Stored data |
------
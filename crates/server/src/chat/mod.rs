//! Shared plumbing for the two chat command surfaces (Telegram, Slack):
//! a minimal publisher abstraction so the formatting/dispatch logic in
//! [`telegram`] and [`slack`] can be tested without a live bot token.

pub mod slack;
pub mod telegram;

use thiserror::Error;

/// Results shown per page of a paginated search result set, matching both
/// surfaces' inline-keyboard / Block Kit page size.
pub const PAGE_SIZE: usize = 5;

/// Per-user/channel search command rate limit.
pub const SEARCH_RATE_LIMIT: usize = 10;
pub const SEARCH_RATE_WINDOW_SECS: u64 = 60;

#[derive(Debug, Error)]
pub enum ChatError {
    #[error("chat API request failed: {0}")]
    Request(String),
}

/// Sends and edits messages on a chat surface. Implemented once per
/// surface; the Telegram/Slack HTTP calls live behind `reqwest`, gated on
/// the relevant bot token being configured — formatting and dispatch logic
/// never touch the network directly, which keeps them unit-testable.
#[async_trait::async_trait]
pub trait ChatPublisher: Send + Sync {
    /// Send a new message, returning an opaque id the surface can later use
    /// to edit it (a Telegram message id, a Slack message `ts`). `markup` is
    /// the surface-native keyboard/blocks payload (an inline keyboard for
    /// Telegram, Block Kit blocks for Slack) serialized as JSON so both
    /// surfaces can share one trait shape.
    async fn send_message(&self, destination: &str, text: &str, markup: Option<serde_json::Value>) -> Result<String, ChatError>;

    async fn update_message(
        &self,
        destination: &str,
        message_id: &str,
        text: &str,
        markup: Option<serde_json::Value>,
    ) -> Result<(), ChatError>;
}

/// Truncate `text` to at most `max_chars` characters, appending `…` if it
/// was cut. Operates on char boundaries so multi-byte text isn't split
/// mid-codepoint.
pub fn truncate(text: &str, max_chars: usize) -> String {
    if text.chars().count() <= max_chars {
        return text.to_string();
    }
    let truncated: String = text.chars().take(max_chars).collect();
    format!("{truncated}...")
}

pub fn format_file_size(size_bytes: u64) -> String {
    if size_bytes < 1024 {
        format!("{size_bytes} B")
    } else if size_bytes < 1024 * 1024 {
        format!("{:.1} KB", size_bytes as f64 / 1024.0)
    } else {
        format!("{:.1} MB", size_bytes as f64 / (1024.0 * 1024.0))
    }
}

pub fn format_duration(duration_ms: Option<i64>) -> String {
    let Some(duration_ms) = duration_ms else {
        return "?".to_string();
    };
    let seconds = duration_ms / 1000;
    if seconds < 60 {
        return format!("{seconds}s");
    }
    let minutes = seconds / 60;
    if minutes < 60 {
        return format!("{minutes}m");
    }
    let hours = minutes / 60;
    let remaining_minutes = minutes % 60;
    format!("{hours}h {remaining_minutes}m")
}

pub fn format_date(dt: chrono::DateTime<chrono::Utc>) -> String {
    dt.format("%b %d").to_string()
}
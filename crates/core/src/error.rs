use std::path::PathBuf;
use thiserror::Error;

/// Errors from the claude projects directory discovery pass.
#[derive(Debug, Error)]
pub enum DiscoveryError {
    #[error("claude projects directory not found: {path}")]
    ProjectsDirNotFound { path: PathBuf },

    #[error("cannot access claude projects directory: {path}")]
    PermissionDenied { path: PathBuf },

    #[error("IO error accessing {path}: {source}")]
    Io {
        path: PathBuf,
        #[source]
        source: std::io::Error,
    },

    #[error("home directory not found")]
    HomeDirNotFound,
}

impl DiscoveryError {
    pub fn io(path: impl Into<PathBuf>, source: std::io::Error) -> Self {
        let path = path.into();
        match source.kind() {
            std::io::ErrorKind::NotFound => Self::ProjectsDirNotFound { path },
            std::io::ErrorKind::PermissionDenied => Self::PermissionDenied { path },
            _ => Self::Io { path, source },
        }
    }
}

/// Errors from building, persisting, and loading the session index.
#[derive(Debug, Error)]
pub enum IndexError {
    #[error(transparent)]
    Discovery(#[from] DiscoveryError),

    #[error("IO error on index file {path}: {source}")]
    Io {
        path: PathBuf,
        #[source]
        source: std::io::Error,
    },

    #[error("malformed session index at {path}: {message}")]
    MalformedJson { path: PathBuf, message: String },

    #[error("a refresh was requested {retry_after_secs}s before the rate limit window closed")]
    RateLimited { retry_after_secs: u64 },

    #[error("session not found: {session_id}")]
    SessionNotFound { session_id: String },

    #[error("project not found: {project}")]
    ProjectNotFound { project: String },
}

impl IndexError {
    pub fn io(path: impl Into<PathBuf>, source: std::io::Error) -> Self {
        Self::Io {
            path: path.into(),
            source,
        }
    }
}

/// Errors from loading or persisting the destinations config file.
#[derive(Debug, Error)]
pub enum ConfigError {
    #[error("IO error on config file {path}: {source}")]
    Io {
        path: PathBuf,
        #[source]
        source: std::io::Error,
    },

    #[error("malformed destinations config at {path}: {source}")]
    Malformed {
        path: PathBuf,
        #[source]
        source: serde_yaml::Error,
    },
}

impl ConfigError {
    pub fn io(path: impl Into<PathBuf>, source: std::io::Error) -> Self {
        Self::Io {
            path: path.into(),
            source,
        }
    }
}

#[cfg(test)]
mod tests {
    use super::*;

    #[test]
    fn discovery_error_io_classification() {
        let io_err = std::io::Error::new(std::io::ErrorKind::NotFound, "not found");
        let err = DiscoveryError::io("/test/path", io_err);
        assert!(matches!(err, DiscoveryError::ProjectsDirNotFound { .. }));

        let io_err = std::io::Error::new(std::io::ErrorKind::PermissionDenied, "denied");
        let err = DiscoveryError::io("/test/path", io_err);
        assert!(matches!(err, DiscoveryError::PermissionDenied { .. }));

        let io_err = std::io::Error::new(std::io::ErrorKind::TimedOut, "timeout");
        let err = DiscoveryError::io("/test/path", io_err);
        assert!(matches!(err, DiscoveryError::Io { .. }));
    }

    #[test]
    fn rate_limited_display_includes_retry_after() {
        let err = IndexError::RateLimited {
            retry_after_secs: 42,
        };
        assert!(err.to_string().contains("42"));
    }
}
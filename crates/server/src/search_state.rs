//! Per-chat pagination state for search results paged through inline
//! keyboards / Block Kit buttons, with a TTL so abandoned sessions don't
//! accumulate forever.

use std::collections::HashMap;
use std::sync::Mutex;
use std::time::{Duration, Instant};

use session_watch_types::Session;

#[derive(Debug, Clone)]
pub struct SearchState {
    pub query: String,
    pub sessions: Vec<Session>,
    pub offset: usize,
    pub page_size: usize,
}

impl SearchState {
    pub fn new(query: String, sessions: Vec<Session>, page_size: usize) -> Self {
        Self {
            query,
            sessions,
            offset: 0,
            page_size,
        }
    }

    pub fn get_page(&self) -> &[Session] {
        let end = (self.offset + self.page_size).min(self.sessions.len());
        if self.offset >= self.sessions.len() {
            &[]
        } else {
            &self.sessions[self.offset..end]
        }
    }

    pub fn session_at_index(&self, index: usize) -> Option<&Session> {
        self.sessions.get(self.offset + index)
    }

    pub fn has_next_page(&self) -> bool {
        self.offset + self.page_size < self.sessions.len()
    }

    pub fn has_prev_page(&self) -> bool {
        self.offset > 0
    }
}

const DEFAULT_TTL: Duration = Duration::from_secs(300);

pub struct SearchStateStore {
    ttl: Duration,
    entries: Mutex<HashMap<String, (SearchState, Instant)>>,
}

impl SearchStateStore {
    pub fn new() -> Self {
        Self {
            ttl: DEFAULT_TTL,
            entries: Mutex::new(HashMap::new()),
        }
    }

    pub fn with_ttl(ttl: Duration) -> Self {
        Self {
            ttl,
            entries: Mutex::new(HashMap::new()),
        }
    }

    pub fn save(&self, key: &str, state: SearchState) {
        let ttl = self.ttl;
        let mut entries = self.entries.lock().unwrap();
        entries.retain(|_, (_, saved_at)| saved_at.elapsed() <= ttl);
        entries.insert(key.to_string(), (state, Instant::now()));
    }

    pub fn get(&self, key: &str) -> Option<SearchState> {
        let mut entries = self.entries.lock().unwrap();
        match entries.get(key) {
            Some((_, saved_at)) if saved_at.elapsed() > self.ttl => {
                entries.remove(key);
                None
            }
            Some((state, _)) => Some(state.clone()),
            None => None,
        }
    }

    pub fn update_offset(&self, key: &str, offset: usize) {
        let mut entries = self.entries.lock().unwrap();
        if let Some((state, saved_at)) = entries.get_mut(key) {
            if saved_at.elapsed() <= self.ttl {
                state.offset = offset;
            }
        }
    }

    pub fn delete(&self, key: &str) {
        self.entries.lock().unwrap().remove(key);
    }

    /// Drop every entry whose TTL has elapsed. Exposed for a caller (e.g. a
    /// periodic background task) to run opportunistically; `get`/`save`
    /// already evict lazily on the hot path, so this only matters for chat
    /// keys that are saved once and never revisited.
    pub fn cleanup_expired(&self) {
        let ttl = self.ttl;
        self.entries
            .lock()
            .unwrap()
            .retain(|_, (_, saved_at)| saved_at.elapsed() <= ttl);
    }
}

impl Default for SearchStateStore {
    fn default() -> Self {
        Self::new()
    }
}

#[cfg(test)]
mod tests {
    use super::*;
    use session_watch_types::Session;

    fn dummy_session(id: &str) -> Session {
        Session {
            session_id: id.to_string(),
            project_encoded: "-tmp".to_string(),
            project_display_name: "tmp".to_string(),
            file_path: std::path::PathBuf::from(format!("/tmp/{id}.jsonl")),
            summary: None,
            created_at: chrono::Utc::now(),
            modified_at: chrono::Utc::now(),
            size_bytes: 0,
            line_count: 0,
            has_subagents: false,
        }
    }

    #[test]
    fn get_page_returns_a_slice_of_page_size() {
        let sessions = (0..5).map(|i| dummy_session(&i.to_string())).collect();
        let state = SearchState::new("q".to_string(), sessions, 2);
        assert_eq!(state.get_page().len(), 2);
        assert_eq!(state.get_page()[0].session_id, "0");
    }

    #[test]
    fn has_next_and_prev_page_reflect_offset() {
        let sessions = (0..5).map(|i| dummy_session(&i.to_string())).collect();
        let mut state = SearchState::new("q".to_string(), sessions, 2);
        assert!(state.has_next_page());
        assert!(!state.has_prev_page());
        state.offset = 4;
        assert!(!state.has_next_page());
        assert!(state.has_prev_page());
    }

    #[test]
    fn store_evicts_entries_past_ttl() {
        let store = SearchStateStore::with_ttl(Duration::from_millis(10));
        store.save("chat-1", SearchState::new("q".to_string(), vec![], 5));
        std::thread::sleep(Duration::from_millis(20));
        assert!(store.get("chat-1").is_none());
    }

    #[test]
    fn update_offset_persists_across_get_calls() {
        let store = SearchStateStore::new();
        store.save("chat-1", SearchState::new("q".to_string(), vec![dummy_session("0")], 5));
        store.update_offset("chat-1", 1);
        assert_eq!(store.get("chat-1").unwrap().offset, 1);
    }

    #[test]
    fn cleanup_expired_removes_stale_entries_only() {
        let store = SearchStateStore::with_ttl(Duration::from_millis(10));
        store.save("chat-1", SearchState::new("q".to_string(), vec![], 5));
        std::thread::sleep(Duration::from_millis(20));
        store.save("chat-2", SearchState::new("q".to_string(), vec![], 5));
        store.cleanup_expired();
        assert_eq!(store.entries.lock().unwrap().len(), 1);
        assert!(store.entries.lock().unwrap().contains_key("chat-2"));
    }
}
//! Sliding-window rate limiter keyed by an opaque string (a chat id, an API
//! caller's identifier, whatever the caller chooses).

use std::collections::HashMap;
use std::sync::Mutex;
use std::time::{Duration, Instant};

pub struct RateLimiter {
    max_requests: usize,
    window: Duration,
    buckets: Mutex<HashMap<String, Vec<Instant>>>,
}

impl RateLimiter {
    pub fn new(max_requests: usize, window: Duration) -> Self {
        Self {
            max_requests,
            window,
            buckets: Mutex::new(HashMap::new()),
        }
    }

    /// Prune timestamps outside the window, then record a new request if
    /// under the limit. Returns whether the request is allowed.
    pub fn check(&self, key: &str) -> bool {
        let now = Instant::now();
        let mut buckets = self.buckets.lock().unwrap();
        let bucket = buckets.entry(key.to_string()).or_default();
        prune(bucket, now, self.window);

        if bucket.len() >= self.max_requests {
            return false;
        }
        bucket.push(now);
        true
    }

    /// Same as [`check`](Self::check), but also reports how long the caller
    /// should wait before retrying when denied, as whole seconds rounded up.
    pub fn check_with_retry(&self, key: &str) -> (bool, u64) {
        let now = Instant::now();
        let mut buckets = self.buckets.lock().unwrap();
        let bucket = buckets.entry(key.to_string()).or_default();
        prune(bucket, now, self.window);

        if bucket.len() >= self.max_requests {
            let oldest = bucket.first().copied().unwrap_or(now);
            let elapsed = now.duration_since(oldest);
            let retry_after = self.window.saturating_sub(elapsed);
            let retry_after_seconds = retry_after.as_secs().max(if retry_after.subsec_nanos() > 0 { 1 } else { 0 }).max(1);
            return (false, retry_after_seconds);
        }
        bucket.push(now);
        (true, 0)
    }

    pub fn get_remaining(&self, key: &str) -> usize {
        let now = Instant::now();
        let mut buckets = self.buckets.lock().unwrap();
        let bucket = buckets.entry(key.to_string()).or_default();
        prune(bucket, now, self.window);
        self.max_requests.saturating_sub(bucket.len())
    }

    pub fn reset(&self, key: &str) {
        self.buckets.lock().unwrap().remove(key);
    }

    /// Drop every key whose bucket is now empty after pruning. Call
    /// periodically so long-lived callers that stop requesting don't leak
    /// map entries forever.
    pub fn cleanup(&self) {
        let now = Instant::now();
        let mut buckets = self.buckets.lock().unwrap();
        for bucket in buckets.values_mut() {
            prune(bucket, now, self.window);
        }
        buckets.retain(|_, bucket| !bucket.is_empty());
    }
}

fn prune(bucket: &mut Vec<Instant>, now: Instant, window: Duration) {
    bucket.retain(|ts| now.duration_since(*ts) < window);
}

#[cfg(test)]
mod tests {
    use super::*;

    #[test]
    fn allows_requests_up_to_the_limit_then_blocks() {
        let limiter = RateLimiter::new(2, Duration::from_secs(60));
        assert!(limiter.check("chat-1"));
        assert!(limiter.check("chat-1"));
        assert!(!limiter.check("chat-1"));
    }

    #[test]
    fn different_keys_have_independent_windows() {
        let limiter = RateLimiter::new(1, Duration::from_secs(60));
        assert!(limiter.check("chat-1"));
        assert!(limiter.check("chat-2"));
    }

    #[test]
    fn reset_clears_a_keys_history() {
        let limiter = RateLimiter::new(1, Duration::from_secs(60));
        assert!(limiter.check("chat-1"));
        assert!(!limiter.check("chat-1"));
        limiter.reset("chat-1");
        assert!(limiter.check("chat-1"));
    }

    #[test]
    fn get_remaining_reflects_recorded_requests() {
        let limiter = RateLimiter::new(3, Duration::from_secs(60));
        assert_eq!(limiter.get_remaining("chat-1"), 3);
        limiter.check("chat-1");
        assert_eq!(limiter.get_remaining("chat-1"), 2);
    }

    #[test]
    fn cleanup_drops_empty_buckets() {
        let limiter = RateLimiter::new(1, Duration::from_millis(10));
        limiter.check("chat-1");
        std::thread::sleep(Duration::from_millis(20));
        limiter.cleanup();
        assert_eq!(limiter.get_remaining("chat-1"), 1);
    }

    #[test]
    fn check_with_retry_reports_a_positive_wait_once_denied() {
        let limiter = RateLimiter::new(1, Duration::from_secs(60));
        assert_eq!(limiter.check_with_retry("chat-1"), (true, 0));
        let (allowed, retry_after) = limiter.check_with_retry("chat-1");
        assert!(!allowed);
        assert!(retry_after >= 1 && retry_after <= 60);
    }
}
------
Task details |
Exactly how many lines in the data above contain the word "SearchStateStore"? Respond with the number and nothing more.

Solution for this exercise |
6